Aim of the exercise: Each line in the records that mentions the word "GatewayRequest" needs to be listed.

───── Records provided ─────

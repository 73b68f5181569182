// Copyright (c) Microsoft Corporation.
// Licensed under the MIT License.

//! [`layered::Service`] integration.

use gateway_store::{BackingStore, Result};
use layered::Service;

use crate::{GatewayDispatcher, Operation, RequestOptions, Response};

/// An operation together with its request options.
///
/// The input of the [`Service`] implementation of [`GatewayDispatcher`],
/// which lets a gateway be composed with middleware such as retries or
/// timeouts.
///
/// # Examples
///
/// ```
/// use dedicated_gateway::{GatewayDispatcher, GatewayRequest, Operation};
/// use gateway_store::{InMemoryStore, Payload};
/// use layered::Service;
/// use tick::Clock;
/// # futures::executor::block_on(async {
///
/// let gateway = GatewayDispatcher::builder(InMemoryStore::new(), Clock::new_frozen()).build();
///
/// let request = GatewayRequest::new(Operation::create("doc", "doc", Payload::new()));
/// let response = gateway.execute(request).await?;
/// assert_eq!(response.item().map(|item| item.version()), Some(1));
/// # Ok::<(), gateway_store::Error>(())
/// # });
/// ```
#[derive(Clone, Debug, PartialEq, Eq)]
pub struct GatewayRequest {
    /// The operation to dispatch.
    pub operation: Operation,
    /// Per-request options.
    pub options: RequestOptions,
}

impl GatewayRequest {
    /// Creates a request with default options.
    #[must_use]
    pub fn new(operation: Operation) -> Self {
        Self {
            operation,
            options: RequestOptions::default(),
        }
    }

    /// Replaces the request options.
    #[must_use]
    pub fn with_options(self, options: RequestOptions) -> Self {
        Self { options, ..self }
    }
}

impl From<Operation> for GatewayRequest {
    fn from(operation: Operation) -> Self {
        Self::new(operation)
    }
}

impl<S> Service<GatewayRequest> for GatewayDispatcher<S>
where
    S: BackingStore,
{
    type Out = Result<Response>;

    async fn execute(&self, input: GatewayRequest) -> Self::Out {
        self.dispatch(input.operation, &input.options).await
    }
}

─────

Task output:
/// use dedicated_gateway::{GatewayDispatcher, GatewayRequest, Operation};
/// let request = GatewayRequest::new(Operation::create("doc", "doc", Payload::new()));
pub struct GatewayRequest {
impl GatewayRequest {
impl From<Operation> for GatewayRequest {
impl<S> Service<GatewayRequest> for GatewayDispatcher<S>
    async fn execute(&self, input: GatewayRequest) -> Self::Out {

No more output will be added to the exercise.